Искусство занято поисками формы, не жизни. Жизнь как таковая, а с ней и Земля, – это всяческая материя, сгусток материи, а искусство – это изобретение порядка и укрощение хаоса. Искусство стремится позволить форме, простой форме, воплощать вещи, которые доселе были незримыми, ибо только форма – а не знание, Земля или опыт – способна вывести к свету. Искусство – это не попытка обессмертить опыт и придать ему некую форму; речь идет о том, чтобы форма сама отыскала себе опыт, а еще лучше, чтобы форма превратилась в опыт. Искусство – не результат труда, а любовь к труду.

Моне и Хоппер видели мир не таким, каков он есть; они видели иное, не то, что перед ними, познавали через опыт не то, что дано, а то, что постоянно ускользает и странным образом замалчивается, то, что нужно восстановить или изобрести, вообразить или вспомнить.
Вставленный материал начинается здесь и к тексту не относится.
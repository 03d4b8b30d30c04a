//! Pooled fixed-size slot buffers.
//!
//! Each connection borrows at most one slot per pool: one for ciphertext
//! residue on the network side, one for cleartext staging on the
//! application side.  A slot is exclusively owned by its connection until
//! released; acquisition can fail when the pool is exhausted, which the
//! pumps treat as a hard per-connection error.

use crate::counters::{add, Counter};

/// Index of an acquired slot.  Not `Copy` so release sites are explicit.
#[derive(Debug, PartialEq, Eq)]
pub struct Slot(u32);

/// Fixed pool of equally sized slots with acquire/release accounting.
pub struct SlotPool {
    slot_capacity: usize,
    buffers: Vec<Vec<u8>>,
    free: Vec<u32>,
    acquires: Counter,
    releases: Counter,
}

impl SlotPool {
    /// `acquires`/`releases` are the host-visible accumulators for this
    /// pool (e.g. `server.network.acquires`).
    pub fn new(slot_count: usize, slot_capacity: usize, acquires: Counter, releases: Counter) -> Self {
        Self {
            slot_capacity,
            buffers: (0..slot_count).map(|_| vec![0u8; slot_capacity]).collect(),
            free: (0..slot_count as u32).rev().collect(),
            acquires,
            releases,
        }
    }

    pub fn slot_capacity(&self) -> usize {
        self.slot_capacity
    }

    /// Borrow a slot, or `None` when the pool is exhausted.
    pub fn acquire(&mut self) -> Option<Slot> {
        let index = self.free.pop()?;
        add(&self.acquires, 1);
        Some(Slot(index))
    }

    pub fn release(&mut self, slot: Slot) {
        add(&self.releases, 1);
        self.free.push(slot.0);
    }

    pub fn buffer(&mut self, slot: &Slot) -> &mut [u8] {
        &mut self.buffers[slot.0 as usize]
    }

    /// Slots currently held by connections.
    pub fn in_use(&self) -> usize {
        self.buffers.len() - self.free.len()
    }
}

/// Shift `buf[consumed..consumed + remaining]` to the front of `buf`.
///
/// Used after a partial unwrap/flush so the residue starts at offset zero
/// before more bytes are appended.
pub(crate) fn compact(buf: &mut [u8], consumed: usize, remaining: usize) {
    if consumed > 0 && remaining > 0 {
        buf.copy_within(consumed..consumed + remaining, 0);
    }
}
fn on_data<E: TlsEngine>(
    hs: &mut Handshake<E>,
    accept: &mut AcceptStream<E>,
    shared: &mut Shared<'_, E>,
    host: &mut Host<'_>,
    data: Data,
) -> HsEvent {
    hs.network_trace_id = data.trace_id;
    let payload_len = data.payload.len();
    accept.network_budget -= payload_len as i32 + data.padding;

    if hs.network_slot.is_none() {
        hs.network_slot = shared.network_pool.acquire();
    }

    let capacity = shared.network_pool.slot_capacity();
    let overrun = hs
        .network_slot
        .as_ref()
        .map(|_| hs.network_slot_offset + payload_len > capacity)
        .unwrap_or(false);

    let outcome = if hs.network_slot.is_none() || accept.network_budget < 0 || overrun {
        close_outbound_and_flush(hs, shared, host);
        host.do_reset(hs.network_route_id, hs.network_id, data.trace_id);
        host.do_abort(hs.network_route_id, hs.network_reply_id, data.trace_id, 0);
        HsEvent::Remove
    } else {
        let slot = hs.network_slot.as_ref().expect("slot acquired");
        let offset = hs.network_slot_offset;
        shared.network_pool.buffer(slot)[offset..offset + payload_len]
            .copy_from_slice(&data.payload);
        hs.network_slot_offset = offset + payload_len;

        match process_network(hs, accept, shared, host) {
            Ok(finish) => {
                accept.network_budget += payload_len as i32;
                host.do_window(
                    hs.network_route_id,
                    hs.network_id,
                    data.trace_id,
                    payload_len as i32,
                    accept.network_padding,
                );
                match finish {
                    None => HsEvent::Keep,
                    Some(Finish::Completed { correlation_id }) => {
                        HsEvent::Finished { correlation_id }
                    }
                    Some(Finish::RouteMiss) => HsEvent::Remove,
                }
            }
            Err(err) => {
                debug!(network_id = hs.network_id, %err, "handshake failed");
                hs.network_slot_offset = 0;
                host.do_reset(hs.network_route_id, hs.network_id, data.trace_id);
                host.do_abort(hs.network_route_id, hs.network_reply_id, data.trace_id, 0);
                HsEvent::Remove
            }
        }
    };

    if hs.network_slot_offset == 0 {
        if let Some(slot) = hs.network_slot.take() {
            shared.network_pool.release(slot);
        }
    }
    outcome
}

fn on_signal<E: TlsEngine>(
    hs: &mut Handshake<E>,
    accept: &mut AcceptStream<E>,
    shared: &mut Shared<'_, E>,
    host: &mut Host<'_>,
    signal: Signal,
) -> HsEvent {
    if signal.signal_id != FLUSH_HANDSHAKE_SIGNAL {
        return HsEvent::Keep;
    }
    hs.pending_tasks = hs.pending_tasks.saturating_sub(1);
    if hs.pending_tasks != 0 {
        return HsEvent::Keep;
    }
    hs.pending_handles.clear();
    trace!(network_id = hs.network_id, "handshake tasks drained, resuming");

    let resumed = if hs.network_slot.is_some() && hs.network_slot_offset > 0 {
        process_network(hs, accept, shared, host)
    } else {
        let status = hs.engine.borrow().handshake_status();
        drive_status(status, hs, accept, shared, host)
    };

    let outcome = match resumed {
        Ok(None) => HsEvent::Keep,
        Ok(Some(Finish::Completed { correlation_id })) => HsEvent::Finished { correlation_id },
        Ok(Some(Finish::RouteMiss)) => HsEvent::Remove,
        Err(err) => {
            debug!(network_id = hs.network_id, %err, "handshake resume failed");
            hs.network_slot_offset = 0;
            let trace = host.ids.supply_trace_id();
            host.do_reset(hs.network_route_id, hs.network_id, trace);
            host.do_abort(hs.network_route_id, hs.network_reply_id, trace, 0);
            HsEvent::Remove
        }
    };

    if hs.network_slot_offset == 0 {
        if let Some(slot) = hs.network_slot.take() {
            shared.network_pool.release(slot);
        }
    }
    outcome
}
Успеха они добились прежде всего потому, что совершенно неважно, о каком из этих четырех действий идет речь. Искусство – это огромное отрицание, gran rifiuto, бесконечное русское «нет», – а еще можно назвать это неспособностью и даже отказом видеть вещи такими, как есть, принимать жизнь такой, как есть, людей такими, как есть, события такими, какими они происходят. Хоппер, собственно, говорил, что изображает не воскресное утро и не женщину, которая сидит в полном одиночестве на пустой постели: он изображает себя. Моне писал почти то же самое: он изображает не Руанский собор, а воздух между собой и собором, то, что он называл envelope, ту вещь, которая окутывает любой предмет, но не сам предмет. Его интересовало бесконечное взаимодействие между ним самим и тем, что он называл motif (сюжетом). «Motif, – написал он однажды, – совсем не важен… представить я хочу то, что находится между ним и мною». То, что стремится запечатлеть Моне, находится на грани между зримым и незримым, между композицией и исходным материалом.

* * *

Итак, вот стихотворение, которое постоянно попадалось мне в метро. Называется оно «Небеса», автор – Патрик Филлипс.


Небеса

 
Настанет прошлое,
Мы там будем жить вместе.
 
 
Не так, как раньше жили,
А так, как помним теперь.
 
 
Настанет прошлое.
Мы вернемся вспять вместе.
 
 
Со всеми, кого мы любили,
Утратили и должны помнить.
 
 
Настанет прошлое.
И продлится вечно.
 
Патрик Филлипс (род.1970)

Поэт вспоминает дорогое ему прошлое – скажем для простоты, что это любовь, которую он пережил недавно или очень давно, но которой больше не существует, а значит, она существует только в его памяти. Мучительно пытаясь не отпустить это прошлое, поэт придумывает будущее время, в котором ему будет позволено вернуться в это прошлое, но не в то подлинное и прожитое прошлое, а в то, которое укоренилось, улеглось и успокоилось в его мыслях посредством приема, который поэт Леопарди называет le recordanze, – воспоминание как акт творчества, прошлое, сохраненное навеки, навеки запечатленное, навеки непрожитое, подобно Венеции, что навсегда осталась не такой, какой была, а такой, какой быть мечтала, – без дополнений, изменений: ничто не отобрано, ничто не утрачено. Вечная Венеция – прошлое, бесконечно разлитое во времени.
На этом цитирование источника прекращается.